Given records
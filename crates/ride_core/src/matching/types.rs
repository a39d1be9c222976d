use serde::{Deserialize, Serialize};

use crate::config::{ensure_non_negative, ensure_ordered};
use crate::error::RideResult;
use crate::model::DriverId;

/// The driver a matching pass settled on and the distance it was ranked by.
#[derive(Debug, Clone, Copy, PartialEq)]
pub struct MatchCandidate {
    pub driver_id: DriverId,
    pub simulated_distance_km: f64,
}

/// Tuning for simulated-distance matching.
#[derive(Debug, Clone, Copy, PartialEq, Serialize, Deserialize)]
#[serde(default)]
pub struct MatchingConfig {
    pub min_distance_km: f64,
    pub max_distance_km: f64,
    /// Added to a driver's simulated distance when their category differs
    /// from the requested one.
    pub category_mismatch_penalty_km: f64,
}

impl Default for MatchingConfig {
    fn default() -> Self {
        Self {
            min_distance_km: 1.0,
            max_distance_km: 11.0,
            category_mismatch_penalty_km: 2.0,
        }
    }
}

impl MatchingConfig {
    pub fn with_category_mismatch_penalty_km(mut self, penalty_km: f64) -> Self {
        self.category_mismatch_penalty_km = penalty_km;
        self
    }

    pub fn validate(&self) -> RideResult<()> {
        ensure_non_negative("min_distance_km", self.min_distance_km)?;
        ensure_ordered(
            "min_distance_km",
            self.min_distance_km,
            "max_distance_km",
            self.max_distance_km,
        )?;
        ensure_non_negative("category_mismatch_penalty_km", self.category_mismatch_penalty_km)
    }
}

Work request
Your task is to transcribe the listing above in full, exactly as given.

Task answer
filename crates/ride_core/src/matching/types.rs
repository a39d1be9c222976d
use serde::{Deserialize, Serialize};

use crate::config::{ensure_non_negative, ensure_ordered};
use crate::error::RideResult;
use crate::model::DriverId;

/// The driver a matching pass settled on and the distance it was ranked by.
#[derive(Debug, Clone, Copy, PartialEq)]
pub struct MatchCandidate {
    pub driver_id: DriverId,
    pub simulated_distance_km: f64,
}

/// Tuning for simulated-distance matching.
#[derive(Debug, Clone, Copy, PartialEq, Serialize, Deserialize)]
#[serde(default)]
pub struct MatchingConfig {
    pub min_distance_km: f64,
    pub max_distance_km: f64,
    /// Added to a driver's simulated distance when their category differs
    /// from the requested one.
    pub category_mismatch_penalty_km: f64,
}

impl Default for MatchingConfig {
    fn default() -> Self {
        Self {
            min_distance_km: 1.0,
            max_distance_km: 11.0,
            category_mismatch_penalty_km: 2.0,
        }
    }
}

impl MatchingConfig {
    pub fn with_category_mismatch_penalty_km(mut self, penalty_km: f64) -> Self {
        self.category_mismatch_penalty_km = penalty_km;
        self
    }

    pub fn validate(&self) -> RideResult<()> {
        ensure_non_negative("min_distance_km", self.min_distance_km)?;
        ensure_ordered(
            "min_distance_km",
            self.min_distance_km,
            "max_distance_km",
            self.max_distance_km,
        )?;
        ensure_non_negative("category_mismatch_penalty_km", self.category_mismatch_penalty_km)
    }
}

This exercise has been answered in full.